= SymbioCity =

Swedish sustainability concept

SymbioCity is a holistic and inclusive approach to sustainable urban planning and development based on the experiences of Swedish municipalities and global best practices. Since 2010, SymbioCity has been used as a supportive tool for cities in different countries around the world with the overall goal to improve living conditions for citizens, with a special emphasis on the urban poor. SymbioCity provides flexible tools and process support for a large variety of assignments - from a single neighbourhood to large-scale regional development projects.
SymbioCity supports the development of urban development solutions by making strategic use of synergies, participatory methods and holistic analysis.
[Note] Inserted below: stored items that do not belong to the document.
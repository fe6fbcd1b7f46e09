use crate::geometry::Coordinate;
use crate::zone::{TariffBand, Zone};

pub const NATIONAL_ZONE_ID: i64 = 1;

/// Country-wide delivery zone for the Dominican Republic. The ring is a coarse
/// outline of the coast, pricing is anchored at Santo Domingo.
pub fn national_zone() -> Zone {
    Zone {
        id: NATIONAL_ZONE_ID,
        name: "Zona Nacional RD".into(),
        description: "Cobertura nacional con tarifa por distancia".into(),
        color: "#1e88e5".into(),
        active: true,
        polygon: [
            (19.70, -71.75),
            (19.90, -70.50),
            (19.35, -69.30),
            (18.65, -68.35),
            (18.20, -68.70),
            (18.42, -69.90),
            (18.20, -70.55),
            (17.60, -71.40),
            (18.05, -71.75),
            (19.70, -71.75),
        ]
        .into_iter()
        .map(|(lat, lon)| Coordinate::new(lat, lon))
        .collect(),
        centroid: Coordinate::new(18.486057, -69.931211),
        coverage_radius_km: 250.0,
        tariff_bands: vec![
            band(0.0, Some(30.0), 4.0, 0.35),
            band(30.0, Some(120.0), 10.0, 0.30),
            band(120.0, None, 18.0, 0.25),
        ],
    }
}

fn band(min: f64, max: Option<f64>, base_cost: f64, cost_per_km: f64) -> TariffBand {
    TariffBand {
        distance_min_km: min,
        distance_max_km: max,
        base_cost,
        cost_per_km,
        surcharge: 0.0,
    }
}

#[cfg(test)]
mod test {
    use super::national_zone;
    use crate::geometry::{self, Coordinate};
    use crate::Result;

    #[test]
    fn national_zone_is_valid() -> Result<()> {
        national_zone().validated()?;
        Ok(())
    }

    #[test]
    fn polygon_covers_santo_domingo() {
        let zone = national_zone();
        assert!(geometry::contains(&zone.polygon, &zone.centroid));
        assert!(geometry::contains(
            &zone.polygon,
            &Coordinate::new(18.485, -69.934)
        ));
        // Santiago de los Caballeros
        assert!(geometry::contains(
            &zone.polygon,
            &Coordinate::new(19.4517, -70.6970)
        ));
        // Caribbean sea, south of the capital
        assert!(!geometry::contains(
            &zone.polygon,
            &Coordinate::new(18.0, -69.93)
        ));
    }
}
use crate::zone::{Zone, ZoneRegistry};
use crate::{service, Result};
use deadpool_sqlite::Pool;
use serde::Deserialize;
use tracing::info;

#[derive(Deserialize)]
pub struct Params {
    pub zone: Zone,
}

pub async fn run(params: Params, registry: &ZoneRegistry, pool: &Pool) -> Result<Zone> {
    let zone = service::zone::upsert(params.zone, registry, pool).await?;
    info!(
        zone_id = zone.id,
        zone_name = %zone.name,
        bands = zone.tariff_bands.len(),
        "Admin upserted zone"
    );
    Ok(zone)
}
use crate::geometry::{self, Coordinate};
use crate::zone::{resolver, TariffBand, ZoneRegistry};
use crate::{tariff, Error, Result};
use serde::{Deserialize, Serialize};
use std::sync::Arc;
use tracing::{debug, error};

#[derive(Debug, Clone, PartialEq, Serialize, Deserialize)]
pub struct Quote {
    pub zone_id: Option<i64>,
    pub distance_km: f64,
    pub applied_band: Option<TariffBand>,
    pub total_cost: f64,
    pub covered_by_polygon: bool,
}

impl Quote {
    pub fn uncovered() -> Self {
        Quote {
            zone_id: None,
            distance_km: 0.0,
            applied_band: None,
            total_cost: 0.0,
            covered_by_polygon: false,
        }
    }

    pub fn is_covered(&self) -> bool {
        self.zone_id.is_some()
    }
}

/// Pricing entry point for checkout. Cheap to clone, every clone shares the
/// same registry.
#[derive(Clone, Default)]
pub struct TariffService {
    registry: Arc<ZoneRegistry>,
}

impl TariffService {
    pub fn new(registry: Arc<ZoneRegistry>) -> Self {
        Self { registry }
    }

    pub fn registry(&self) -> &ZoneRegistry {
        &self.registry
    }

    pub fn quote(&self, coordinate: Coordinate, zone_hint: Option<i64>) -> Result<Quote> {
        if !coordinate.is_valid() {
            return Err(Error::InvalidInput(format!(
                "Coordinate out of range: {}, {}",
                coordinate.latitude, coordinate.longitude
            )));
        }
        let snapshot = self.registry.snapshot();
        let Some(zone_match) = resolver::resolve(&snapshot, &coordinate, zone_hint) else {
            debug!(
                lat = coordinate.latitude,
                lon = coordinate.longitude,
                "Coordinate is not covered by any zone"
            );
            return Ok(Quote::uncovered());
        };
        let zone = &zone_match.zone;
        let distance_km = geometry::distance_km(&coordinate, &zone.centroid);
        let (band, total_cost) = tariff::quote(zone, distance_km).inspect_err(|e| {
            error!(
                zone_id = zone.id,
                distance_km,
                snapshot_version = snapshot.version(),
                error = %e,
                "Zone bands don't cover the distance, registry data is corrupted"
            )
        })?;
        debug!(
            zone_id = zone.id,
            distance_km,
            total_cost,
            match_kind = %zone_match.kind,
            "Quoted"
        );
        Ok(Quote {
            zone_id: Some(zone.id),
            distance_km,
            applied_band: Some(band.clone()),
            total_cost,
            covered_by_polygon: zone_match.covered_by_polygon(),
        })
    }
}

#[cfg(test)]
mod test {
    use super::{Quote, TariffService};
    use crate::geometry::Coordinate;
    use crate::seed::{national_zone, NATIONAL_ZONE_ID};
    use crate::test::mock_tariff_service;
    use crate::{Error, Result};

    #[test]
    fn national_zone_inside_polygon() -> Result<()> {
        let service = mock_tariff_service();
        let quote = service.quote(Coordinate::new(18.485, -69.934), None)?;
        assert_eq!(Some(NATIONAL_ZONE_ID), quote.zone_id);
        assert!(quote.covered_by_polygon);
        assert!((quote.distance_km - 0.3).abs() < 0.05, "{}", quote.distance_km);
        assert!((quote.total_cost - 4.11).abs() < 0.01, "{}", quote.total_cost);
        let band = quote.applied_band.unwrap();
        assert_eq!(0.0, band.distance_min_km);
        assert_eq!(Some(30.0), band.distance_max_km);
        Ok(())
    }

    #[test]
    fn national_zone_with_hint() -> Result<()> {
        let service = mock_tariff_service();
        let quote = service.quote(Coordinate::new(18.485, -69.934), Some(NATIONAL_ZONE_ID))?;
        assert_eq!(Some(NATIONAL_ZONE_ID), quote.zone_id);
        assert!(quote.covered_by_polygon);
        Ok(())
    }

    #[test]
    fn national_zone_radius_fallback() -> Result<()> {
        let service = mock_tariff_service();
        // at sea, about 54 km south of the centroid
        let quote = service.quote(Coordinate::new(18.0, -69.93), None)?;
        assert_eq!(Some(NATIONAL_ZONE_ID), quote.zone_id);
        assert!(!quote.covered_by_polygon);
        assert!(quote.distance_km > 50.0 && quote.distance_km < 60.0);
        let band = quote.applied_band.unwrap();
        assert_eq!(30.0, band.distance_min_km);
        assert!((quote.total_cost - (10.0 + 0.30 * quote.distance_km)).abs() < 1e-9);
        Ok(())
    }

    #[test]
    fn far_away_is_uncovered() -> Result<()> {
        let service = mock_tariff_service();
        // Caracas
        let quote = service.quote(Coordinate::new(10.4806, -66.9036), None)?;
        assert_eq!(Quote::uncovered(), quote);
        assert!(!quote.is_covered());
        // Kingston, Jamaica
        let quote = service.quote(Coordinate::new(17.9714, -76.7936), Some(NATIONAL_ZONE_ID))?;
        assert_eq!(None, quote.zone_id);
        assert_eq!(0.0, quote.total_cost);
        Ok(())
    }

    #[test]
    fn inactive_zone_is_uncovered() -> Result<()> {
        let service = mock_tariff_service();
        service.registry().deactivate(NATIONAL_ZONE_ID)?;
        let quote = service.quote(Coordinate::new(18.485, -69.934), None)?;
        assert!(!quote.is_covered());
        Ok(())
    }

    #[test]
    fn invalid_coordinate() {
        let service = mock_tariff_service();
        let res = service.quote(Coordinate::new(91.0, 0.0), None);
        assert!(matches!(res, Err(Error::InvalidInput(_))));
    }

    #[test]
    fn empty_registry() -> Result<()> {
        let service = TariffService::default();
        let quote = service.quote(national_zone().centroid, None)?;
        assert!(!quote.is_covered());
        Ok(())
    }
}
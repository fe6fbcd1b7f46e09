use crate::db;
use crate::db::zone::schema::ZoneRecord;
use crate::zone::Zone;
use crate::Error;
use actix_web::get;
use actix_web::web::Data;
use actix_web::web::Json;
use actix_web::web::Path;
use actix_web::web::Query;
use deadpool_sqlite::Pool;
use serde::Deserialize;
use serde::Serialize;
use time::OffsetDateTime;

#[derive(Deserialize)]
pub struct GetArgs {
    #[serde(default)]
    #[serde(with = "time::serde::rfc3339::option")]
    updated_since: Option<OffsetDateTime>,
    #[serde(default)]
    include_inactive: bool,
    limit: Option<i64>,
}

#[derive(Serialize, Deserialize, PartialEq, Debug)]
pub struct GetItem {
    #[serde(flatten)]
    pub zone: Zone,
    #[serde(with = "time::serde::rfc3339")]
    pub created_at: OffsetDateTime,
    #[serde(with = "time::serde::rfc3339")]
    pub updated_at: OffsetDateTime,
}

impl From<ZoneRecord> for GetItem {
    fn from(val: ZoneRecord) -> Self {
        GetItem {
            zone: val.zone,
            created_at: val.created_at,
            updated_at: val.updated_at,
        }
    }
}

#[get("")]
pub async fn get(args: Query<GetArgs>, pool: Data<Pool>) -> Result<Json<Vec<GetItem>>, Error> {
    let zones = db::zone::queries::select(
        args.updated_since,
        args.include_inactive,
        args.limit,
        &pool,
    )
    .await?;
    Ok(Json(zones.into_iter().map(Into::into).collect()))
}

#[get("{id}")]
pub async fn get_by_id(id: Path<i64>, pool: Data<Pool>) -> Result<Json<GetItem>, Error> {
    db::zone::queries::select_by_id(id.into_inner(), &pool)
        .await
        .map(|it| Json(it.into()))
}
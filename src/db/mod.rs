use crate::Result;
use deadpool_sqlite::{Config, Pool, Runtime};
use rusqlite::Connection;
use std::path::Path;
use tracing::info;

pub mod migration;
pub mod zone;

pub fn open_connection(path: &Path) -> Result<Connection> {
    let conn = Connection::open(path)?;
    conn.execute_batch("PRAGMA journal_mode=WAL; PRAGMA synchronous=NORMAL;")?;
    Ok(conn)
}

pub fn pool(path: &Path) -> Result<Pool> {
    info!(path = %path.display(), "Opening database pool");
    Ok(Config::new(path).create_pool(Runtime::Tokio1)?)
}
use crate::geometry::Coordinate;
use crate::service::{Quote, TariffService};
use crate::Error;
use actix_web::get;
use actix_web::web::{Data, Json, Query};
use serde::Deserialize;

#[derive(Deserialize)]
pub struct GetArgs {
    lat: f64,
    lon: f64,
    zone_hint: Option<i64>,
}

#[get("")]
pub async fn get(args: Query<GetArgs>, tariff: Data<TariffService>) -> Result<Json<Quote>, Error> {
    tariff
        .quote(Coordinate::new(args.lat, args.lon), args.zone_hint)
        .map(Json)
}
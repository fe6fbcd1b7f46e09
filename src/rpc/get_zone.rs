use crate::zone::{Zone, ZoneRegistry};
use crate::Result;
use serde::Deserialize;

#[derive(Deserialize)]
pub struct Params {
    pub id: i64,
}

pub fn run(params: Params, registry: &ZoneRegistry) -> Result<Zone> {
    registry.get(params.id)
}
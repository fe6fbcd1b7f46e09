pub mod filesystem;
pub mod quote;
pub mod zone;

pub use quote::Quote;
pub use quote::TariffService;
The process is designed to improve sustainability, synergies between urban systems, involvement of various actors in developing, planning and managing urban areas, alternative development scenarios, impact analysis and evaluation. Through processes, methods and tools, SymbioCity integrates economic, environmental, socio-cultural and spatial dimensions as well as gender and pro-poor perspectives in the urban development. SymbioCity approaches urban development with the belief that processes – and not only technical solutions – gradually move us towards improved living conditions.

During the period 2010-2020 SymbioCity has been operational with city support projects and capacity building programmes in more than 20 countries in Europe, Africa, Latin America and Asia. The projects are run from the SymbioCity Secretariat at SKL International, a subsidiary of the Swedish Associations of Local Authorities and Regions (SALAR).